Rogoff   propose   de   définir   l’apprentissage   comme   se   manifestant   par   la   transformation   de   la  participation à des projets collectifs dans lesquels l’apprenant est engagé. En ce sens, apprendre c’est participer pour répondre aux attentes de la communauté mais également y contribuer pour prendre part  à  son  développement. Mais si apprendre,  c’est  participer  à  une  communauté,  il  faut  en  avoir l’occasion  !  Il  faut  que  l’on  soit  invité  à  prendre  part  aux  projets  auxquels  notre  communauté  (par exemple scolaire) souhaite nous voir contribuer.

 

La  proposition  de  Rogoff  est d’impliquer adulte et enfants de différents  âges  dans  des  projets  communs. Ces projets seraient des occasions pour les  enfants  moins  familiers avec la tâche   en   cours d’observer les autres agir.

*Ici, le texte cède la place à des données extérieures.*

use crate::types::EndpointSpec;
use tracing::{debug, warn};

/// Strips scheme and port from a URL, leaving the host. Multiple
/// endpoints may map to the same domain; that is the aggregation key.
///
/// Malformed input degrades to a best-effort substring rather than
/// failing.
pub fn extract_domain(url: &str) -> &str {
    let rest = url.split_once("//").map_or(url, |(_, rest)| rest);
    let host = rest.split('/').next().unwrap_or(rest);
    host.split(':').next().unwrap_or(host)
}

/// Drops endpoints missing a name or url, preserving the order of the
/// survivors. An empty result is acceptable degraded behavior: the
/// monitor simply has nothing to probe.
pub fn validate_endpoints(specs: Vec<EndpointSpec>) -> Vec<EndpointSpec> {
    let configured = specs.len();

    let valid: Vec<EndpointSpec> = specs
        .into_iter()
        .filter(|spec| {
            if spec.url.is_empty() || spec.name.is_empty() {
                warn!(
                    name = %spec.name,
                    url = %spec.url,
                    "validation failed: endpoint missing name or url, skipping"
                );
                false
            } else {
                debug!(name = %spec.name, url = %spec.url, "validation passed");
                true
            }
        })
        .collect();

    debug!(configured, valid = valid.len(), "endpoint validation done");
    valid
}

#[cfg(test)]
mod tests {
    use super::*;

    fn spec(name: &str, url: &str) -> EndpointSpec {
        EndpointSpec {
            name: name.to_string(),
            url: url.to_string(),
            method: String::new(),
            headers: Default::default(),
            body: String::new(),
        }
    }

    #[test]
    fn extract_domain_strips_scheme_and_port() {
        assert_eq!(extract_domain("https://api.example.com:8443/v1"), "api.example.com");
        assert_eq!(extract_domain("http://api.example.com/v1"), "api.example.com");
        assert_eq!(extract_domain("https://example.com"), "example.com");
        assert_eq!(extract_domain("http://localhost:8080"), "localhost");
    }

    #[test]
    fn extract_domain_is_idempotent() {
        let once = extract_domain("https://api.example.com:8443/v1/health");
        assert_eq!(extract_domain(once), once);
    }

    #[test]
    fn extract_domain_degrades_on_malformed_input() {
        assert_eq!(extract_domain("not a url"), "not a url");
        assert_eq!(extract_domain(""), "");
        assert_eq!(extract_domain("example.com/path"), "example.com");
    }

    #[test]
    fn validator_drops_entries_missing_fields() {
        let specs = vec![
            spec("first", "https://one.example.com"),
            spec("second", ""),
            spec("third", "https://three.example.com"),
        ];

        let valid = validate_endpoints(specs);

        assert_eq!(valid.len(), 2);
        assert_eq!(valid[0].name, "first");
        assert_eq!(valid[1].name, "third");
    }

    #[test]
    fn validator_drops_unnamed_entries() {
        let specs = vec![spec("", "https://one.example.com")];
        assert!(validate_endpoints(specs).is_empty());
    }

    #[test]
    fn validator_accepts_empty_input() {
        assert!(validate_endpoints(Vec::new()).is_empty());
    }
}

Les moments d’observation réalisés  avec  l’intention  de  pouvoir  à   son  tour contribuer  consistent  en des moment d’apprentissage.  Cela  nous amène à réfléchir à notre conception de l’observation

 

Lorsque Rogoff propose de ramener l’esprit communautaire à l ’école et  d ’envisager l’apprentissage  comme  la  transformation de la participation aux projets de la communauté,  il s’agit   également   de   revoir   cette   ségrégation entre adultes et enfants qui   imprègne   notre société.  Elle  propose  de  redéfinir  la  relation hiérarchique  où  l’adulte  indique  à  l’enfant  ce qu’il  doit  faire  pour  les  considérer  comme  des acteurs  tous  deux  engagés  dans  divers  projets dont ils partagent la responsabilité.   

 

Dans  notre  société,  le  rôle  des  enfants  diffère  de celui   des   adultes,   les  seconds   dirigent   généralement  les  actions  des  premiers.  Cette  hiérarchie ancrée  entre  adulte  et  enfant  pourrait  expliquer que  les  enfants  perdent  l’habitude  qu’ils  ont,  tout petits,  d’observer  activement  en  vue  de  participer aux  activités  de  leur  communauté.  À  l’opposé,  il peut  être  difficile  pour  les  adultes  (et  particulièrement   les   enseignants)   de   changer   de   rôle   et d’envisager de laisser un enfant prendre un rôle de guide dans une activité commune. 

Les travaux de Rogoff lui ont également permis de comprendre  que  cette  hiérarchisation  ancrée  dans notre société pouvait entraver l’apprentissage de la collaboration   entre   enfants.   Dans   une   de   ses  recherches,  elle  proposait  à  des  équipes  de  deux ou   trois   enfants   de   résoudre   un   casse-tête ensemble.  Les  enfants  provenant  d’un  milieu  ou  la hiérarchie   adulte-enfant   est   fortement   ancrée rencontraient   plus   de  difficultés   à   collaborer :  certains   enfants   pouvaient   par   exemple   écarter leurs  condisciples  de  la  tâche  et  s’y  atteler  seul  ou encore,  prendre  le  rôle  du  «patron»  et  indiquer aux  autres  quoi  faire.  Au  contraire,  les  équipes d’enfants   provenant   de   cultures   moins   hiérarchisées   (civilisations   indigènes)   s’attelaient   à   la tâche  ensemble :  sans  avoir  besoin  d’échanger beaucoup  de  mots,  leurs  gestes  se  coordonnaient quasi naturellement.
En  milieu  scolaire,  on  peut  fréquemment  observer des  enfants  qui  demanderont  à  l’enseignant  de confirmer  les  propos  d’un  autre  élève  avant  de  les accepter, comme s’il ne pouvait apprendre que de l’enseignant.   Redéfinir   les   rôles   devient   alors indispensable   pour   penser   un   environnement scolaire   où l’on apprend en participant à une communauté, où l’on peut apprendre aux côtés de chacun de ses membres, adulte ou enfant.
Bien  sûr,  il  s’agit  là  d’une  réflexion  qui  dépasse les   frontières   de   l’école.   Toutefois,   il   faut commencer  quelque  part  et  si  les  enfants  de nos  sociétés  prennent  exemple  sur  nous,  n’est-ce  pas  par  nous,  adultes,  que  ce  changement peut s’opérer?